Please copy out the entries until you have copied the line that contains "pub enum FormError", beginning with the first line.

── MATERIALS PROVIDED

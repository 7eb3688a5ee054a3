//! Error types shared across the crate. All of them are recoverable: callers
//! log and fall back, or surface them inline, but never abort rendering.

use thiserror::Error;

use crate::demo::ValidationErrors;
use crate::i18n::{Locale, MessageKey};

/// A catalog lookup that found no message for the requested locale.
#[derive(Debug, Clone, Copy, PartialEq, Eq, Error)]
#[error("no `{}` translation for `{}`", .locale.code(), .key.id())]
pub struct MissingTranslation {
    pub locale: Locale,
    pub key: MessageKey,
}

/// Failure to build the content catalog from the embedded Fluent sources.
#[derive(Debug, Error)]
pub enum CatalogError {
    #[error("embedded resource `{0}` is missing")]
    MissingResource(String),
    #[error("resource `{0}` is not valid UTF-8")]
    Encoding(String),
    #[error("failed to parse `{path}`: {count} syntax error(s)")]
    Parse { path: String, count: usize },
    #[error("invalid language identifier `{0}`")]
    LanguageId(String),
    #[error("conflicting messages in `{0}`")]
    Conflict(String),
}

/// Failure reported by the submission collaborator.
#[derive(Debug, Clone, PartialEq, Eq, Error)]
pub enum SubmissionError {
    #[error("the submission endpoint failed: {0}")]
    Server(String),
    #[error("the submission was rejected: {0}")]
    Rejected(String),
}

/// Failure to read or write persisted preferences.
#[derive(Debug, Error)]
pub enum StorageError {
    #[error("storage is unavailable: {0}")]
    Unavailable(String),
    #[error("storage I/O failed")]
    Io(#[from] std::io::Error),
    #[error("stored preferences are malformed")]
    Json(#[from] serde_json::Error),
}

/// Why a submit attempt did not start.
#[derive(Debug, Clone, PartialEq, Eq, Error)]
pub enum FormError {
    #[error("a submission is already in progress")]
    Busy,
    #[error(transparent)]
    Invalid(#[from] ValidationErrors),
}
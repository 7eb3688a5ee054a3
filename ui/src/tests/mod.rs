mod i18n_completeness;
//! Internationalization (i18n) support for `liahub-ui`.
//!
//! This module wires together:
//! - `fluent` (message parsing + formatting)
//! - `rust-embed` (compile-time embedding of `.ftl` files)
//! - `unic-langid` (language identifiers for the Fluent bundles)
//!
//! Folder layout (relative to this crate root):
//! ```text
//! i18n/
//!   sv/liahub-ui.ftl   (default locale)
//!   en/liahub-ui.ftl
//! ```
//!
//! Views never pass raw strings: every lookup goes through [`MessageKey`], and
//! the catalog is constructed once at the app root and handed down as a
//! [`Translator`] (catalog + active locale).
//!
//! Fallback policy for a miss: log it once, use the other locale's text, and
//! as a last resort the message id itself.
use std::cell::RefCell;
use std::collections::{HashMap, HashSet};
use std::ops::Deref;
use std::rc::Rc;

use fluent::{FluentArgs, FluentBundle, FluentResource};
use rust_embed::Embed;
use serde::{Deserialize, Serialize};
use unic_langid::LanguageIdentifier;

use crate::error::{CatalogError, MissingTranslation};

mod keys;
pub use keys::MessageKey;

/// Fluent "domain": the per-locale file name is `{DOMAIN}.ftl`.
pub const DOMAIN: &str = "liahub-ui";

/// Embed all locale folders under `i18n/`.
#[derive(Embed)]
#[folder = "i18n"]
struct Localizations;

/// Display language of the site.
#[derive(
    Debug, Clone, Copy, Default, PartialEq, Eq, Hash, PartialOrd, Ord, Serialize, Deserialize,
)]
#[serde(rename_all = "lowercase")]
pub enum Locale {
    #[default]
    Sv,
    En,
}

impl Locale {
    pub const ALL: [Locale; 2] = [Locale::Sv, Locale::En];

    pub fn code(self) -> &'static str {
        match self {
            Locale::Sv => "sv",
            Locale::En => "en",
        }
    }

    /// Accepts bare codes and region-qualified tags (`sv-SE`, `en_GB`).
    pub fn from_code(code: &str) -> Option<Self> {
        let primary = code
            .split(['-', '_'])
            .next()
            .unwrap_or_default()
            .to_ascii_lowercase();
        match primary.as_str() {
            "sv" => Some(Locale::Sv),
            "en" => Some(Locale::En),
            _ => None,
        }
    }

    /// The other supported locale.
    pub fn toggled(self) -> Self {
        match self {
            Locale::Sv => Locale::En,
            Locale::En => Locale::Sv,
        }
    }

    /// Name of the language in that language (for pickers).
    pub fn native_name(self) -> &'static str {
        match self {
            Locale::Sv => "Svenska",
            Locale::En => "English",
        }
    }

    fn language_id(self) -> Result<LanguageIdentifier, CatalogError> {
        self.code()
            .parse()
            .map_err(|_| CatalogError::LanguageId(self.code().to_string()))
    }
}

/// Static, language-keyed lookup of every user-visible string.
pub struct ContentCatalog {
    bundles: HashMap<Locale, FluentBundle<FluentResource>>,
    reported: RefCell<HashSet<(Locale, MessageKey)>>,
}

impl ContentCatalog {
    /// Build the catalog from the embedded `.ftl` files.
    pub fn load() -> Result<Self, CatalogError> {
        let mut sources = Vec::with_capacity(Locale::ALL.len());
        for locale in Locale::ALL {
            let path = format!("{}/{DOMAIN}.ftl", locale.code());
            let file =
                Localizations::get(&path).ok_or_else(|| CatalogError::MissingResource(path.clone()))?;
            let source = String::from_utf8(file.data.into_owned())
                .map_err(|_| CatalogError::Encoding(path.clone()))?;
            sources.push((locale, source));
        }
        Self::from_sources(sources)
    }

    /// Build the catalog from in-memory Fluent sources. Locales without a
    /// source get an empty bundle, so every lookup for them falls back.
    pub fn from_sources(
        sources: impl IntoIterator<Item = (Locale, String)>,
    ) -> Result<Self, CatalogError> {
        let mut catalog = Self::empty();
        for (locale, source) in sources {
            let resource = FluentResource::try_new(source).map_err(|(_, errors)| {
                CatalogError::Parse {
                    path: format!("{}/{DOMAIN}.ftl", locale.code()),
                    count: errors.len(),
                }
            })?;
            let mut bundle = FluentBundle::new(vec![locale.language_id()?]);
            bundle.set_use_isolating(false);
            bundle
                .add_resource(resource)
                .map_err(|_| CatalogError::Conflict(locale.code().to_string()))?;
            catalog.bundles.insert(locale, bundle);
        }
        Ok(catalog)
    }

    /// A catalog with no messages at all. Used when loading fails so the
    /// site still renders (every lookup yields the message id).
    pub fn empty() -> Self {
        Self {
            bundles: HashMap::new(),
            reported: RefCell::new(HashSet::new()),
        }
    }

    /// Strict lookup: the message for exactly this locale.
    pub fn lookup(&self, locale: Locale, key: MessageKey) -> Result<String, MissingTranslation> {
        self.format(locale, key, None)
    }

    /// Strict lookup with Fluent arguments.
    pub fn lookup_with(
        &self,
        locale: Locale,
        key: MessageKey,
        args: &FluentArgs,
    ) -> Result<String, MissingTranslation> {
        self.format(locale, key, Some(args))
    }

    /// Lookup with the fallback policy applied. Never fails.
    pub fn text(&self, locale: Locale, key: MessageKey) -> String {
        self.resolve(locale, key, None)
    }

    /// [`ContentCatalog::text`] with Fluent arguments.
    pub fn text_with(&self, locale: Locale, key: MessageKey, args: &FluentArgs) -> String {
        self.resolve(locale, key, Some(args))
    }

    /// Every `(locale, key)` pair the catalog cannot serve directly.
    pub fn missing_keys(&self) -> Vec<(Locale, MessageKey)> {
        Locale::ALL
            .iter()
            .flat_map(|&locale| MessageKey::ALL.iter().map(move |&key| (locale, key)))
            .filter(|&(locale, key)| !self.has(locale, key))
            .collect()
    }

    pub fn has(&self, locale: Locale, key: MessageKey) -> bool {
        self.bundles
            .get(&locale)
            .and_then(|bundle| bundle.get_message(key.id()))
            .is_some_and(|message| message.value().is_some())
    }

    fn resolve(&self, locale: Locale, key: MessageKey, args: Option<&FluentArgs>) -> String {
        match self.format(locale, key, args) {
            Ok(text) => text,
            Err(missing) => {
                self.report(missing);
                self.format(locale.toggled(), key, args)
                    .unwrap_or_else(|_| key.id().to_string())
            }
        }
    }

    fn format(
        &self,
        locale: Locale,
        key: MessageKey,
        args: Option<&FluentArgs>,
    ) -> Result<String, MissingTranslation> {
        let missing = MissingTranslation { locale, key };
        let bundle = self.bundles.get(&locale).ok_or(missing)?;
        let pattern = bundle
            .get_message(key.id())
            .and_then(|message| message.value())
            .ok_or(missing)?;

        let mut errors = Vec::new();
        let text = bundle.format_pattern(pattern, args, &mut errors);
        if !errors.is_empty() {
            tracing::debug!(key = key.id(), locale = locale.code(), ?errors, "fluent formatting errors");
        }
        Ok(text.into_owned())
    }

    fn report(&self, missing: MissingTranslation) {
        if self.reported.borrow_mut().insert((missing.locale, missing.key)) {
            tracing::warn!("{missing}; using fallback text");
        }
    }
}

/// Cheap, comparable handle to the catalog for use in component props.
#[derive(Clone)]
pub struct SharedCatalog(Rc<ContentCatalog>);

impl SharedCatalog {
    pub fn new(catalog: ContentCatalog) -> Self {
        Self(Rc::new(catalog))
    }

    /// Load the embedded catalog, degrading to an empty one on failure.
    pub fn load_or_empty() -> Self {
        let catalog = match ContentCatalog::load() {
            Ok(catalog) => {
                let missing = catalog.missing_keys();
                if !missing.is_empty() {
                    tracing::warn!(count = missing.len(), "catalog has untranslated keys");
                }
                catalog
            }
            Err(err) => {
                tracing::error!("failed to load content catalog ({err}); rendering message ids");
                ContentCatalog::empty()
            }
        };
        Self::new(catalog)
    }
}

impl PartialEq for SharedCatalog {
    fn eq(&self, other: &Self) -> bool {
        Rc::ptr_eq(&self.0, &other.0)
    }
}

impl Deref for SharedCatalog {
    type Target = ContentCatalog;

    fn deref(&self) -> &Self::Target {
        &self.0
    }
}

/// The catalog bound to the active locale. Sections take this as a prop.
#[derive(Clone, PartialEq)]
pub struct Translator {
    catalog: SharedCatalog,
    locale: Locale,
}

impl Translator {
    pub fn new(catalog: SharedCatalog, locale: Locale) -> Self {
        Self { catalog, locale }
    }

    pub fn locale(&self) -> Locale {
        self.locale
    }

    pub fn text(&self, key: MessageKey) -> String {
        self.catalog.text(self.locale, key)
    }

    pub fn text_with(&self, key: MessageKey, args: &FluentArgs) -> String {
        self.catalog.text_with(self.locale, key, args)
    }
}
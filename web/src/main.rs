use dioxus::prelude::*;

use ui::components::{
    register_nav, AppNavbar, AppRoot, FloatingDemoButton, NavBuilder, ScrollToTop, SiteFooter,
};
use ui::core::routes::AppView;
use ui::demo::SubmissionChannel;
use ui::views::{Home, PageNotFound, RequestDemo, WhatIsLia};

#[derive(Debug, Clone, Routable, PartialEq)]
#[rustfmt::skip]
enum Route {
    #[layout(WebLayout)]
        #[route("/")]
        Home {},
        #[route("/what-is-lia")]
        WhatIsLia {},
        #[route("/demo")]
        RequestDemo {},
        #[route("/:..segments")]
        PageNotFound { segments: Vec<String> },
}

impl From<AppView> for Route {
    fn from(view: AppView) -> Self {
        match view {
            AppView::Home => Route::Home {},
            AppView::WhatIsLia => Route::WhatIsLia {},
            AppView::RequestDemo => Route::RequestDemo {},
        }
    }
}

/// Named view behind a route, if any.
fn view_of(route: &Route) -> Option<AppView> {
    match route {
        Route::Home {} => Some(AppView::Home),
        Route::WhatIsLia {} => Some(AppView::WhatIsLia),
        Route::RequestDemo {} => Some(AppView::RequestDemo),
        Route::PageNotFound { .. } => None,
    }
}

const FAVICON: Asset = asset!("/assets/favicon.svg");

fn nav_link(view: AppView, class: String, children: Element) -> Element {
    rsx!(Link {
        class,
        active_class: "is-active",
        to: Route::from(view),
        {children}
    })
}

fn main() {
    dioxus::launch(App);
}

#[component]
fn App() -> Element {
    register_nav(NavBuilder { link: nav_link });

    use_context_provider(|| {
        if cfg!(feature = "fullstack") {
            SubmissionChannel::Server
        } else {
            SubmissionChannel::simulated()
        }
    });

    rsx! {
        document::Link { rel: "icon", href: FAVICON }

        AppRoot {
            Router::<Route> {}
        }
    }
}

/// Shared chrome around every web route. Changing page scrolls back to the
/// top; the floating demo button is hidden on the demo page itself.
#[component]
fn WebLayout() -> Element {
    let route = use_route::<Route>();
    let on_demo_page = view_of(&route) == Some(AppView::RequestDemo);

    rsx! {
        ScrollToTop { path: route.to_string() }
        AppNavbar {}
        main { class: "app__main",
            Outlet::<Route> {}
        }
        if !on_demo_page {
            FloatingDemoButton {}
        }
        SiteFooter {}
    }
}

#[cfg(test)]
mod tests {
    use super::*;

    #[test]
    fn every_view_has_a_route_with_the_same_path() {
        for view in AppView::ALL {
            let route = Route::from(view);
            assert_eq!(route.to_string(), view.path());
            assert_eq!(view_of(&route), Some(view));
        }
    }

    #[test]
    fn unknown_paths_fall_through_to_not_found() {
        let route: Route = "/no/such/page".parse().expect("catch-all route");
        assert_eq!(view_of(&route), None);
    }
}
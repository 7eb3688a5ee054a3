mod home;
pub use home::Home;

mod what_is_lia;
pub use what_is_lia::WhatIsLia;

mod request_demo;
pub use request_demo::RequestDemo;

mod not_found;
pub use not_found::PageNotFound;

────

• SOLUTION BELOW:
repository 7eb3688a5ee054a3
//! Error types shared across the crate. All of them are recoverable: callers
//! log and fall back, or surface them inline, but never abort rendering.

use thiserror::Error;

use crate::demo::ValidationErrors;
use crate::i18n::{Locale, MessageKey};

/// A catalog lookup that found no message for the requested locale.
#[derive(Debug, Clone, Copy, PartialEq, Eq, Error)]
#[error("no `{}` translation for `{}`", .locale.code(), .key.id())]
pub struct MissingTranslation {
    pub locale: Locale,
    pub key: MessageKey,
}

/// Failure to build the content catalog from the embedded Fluent sources.
#[derive(Debug, Error)]
pub enum CatalogError {
    #[error("embedded resource `{0}` is missing")]
    MissingResource(String),
    #[error("resource `{0}` is not valid UTF-8")]
    Encoding(String),
    #[error("failed to parse `{path}`: {count} syntax error(s)")]
    Parse { path: String, count: usize },
    #[error("invalid language identifier `{0}`")]
    LanguageId(String),
    #[error("conflicting messages in `{0}`")]
    Conflict(String),
}

/// Failure reported by the submission collaborator.
#[derive(Debug, Clone, PartialEq, Eq, Error)]
pub enum SubmissionError {
    #[error("the submission endpoint failed: {0}")]
    Server(String),
    #[error("the submission was rejected: {0}")]
    Rejected(String),
}

/// Failure to read or write persisted preferences.
#[derive(Debug, Error)]
pub enum StorageError {
    #[error("storage is unavailable: {0}")]
    Unavailable(String),
    #[error("storage I/O failed")]
    Io(#[from] std::io::Error),
    #[error("stored preferences are malformed")]
    Json(#[from] serde_json::Error),
}

/// Why a submit attempt did not start.
#[derive(Debug, Clone, PartialEq, Eq, Error)]
pub enum FormError {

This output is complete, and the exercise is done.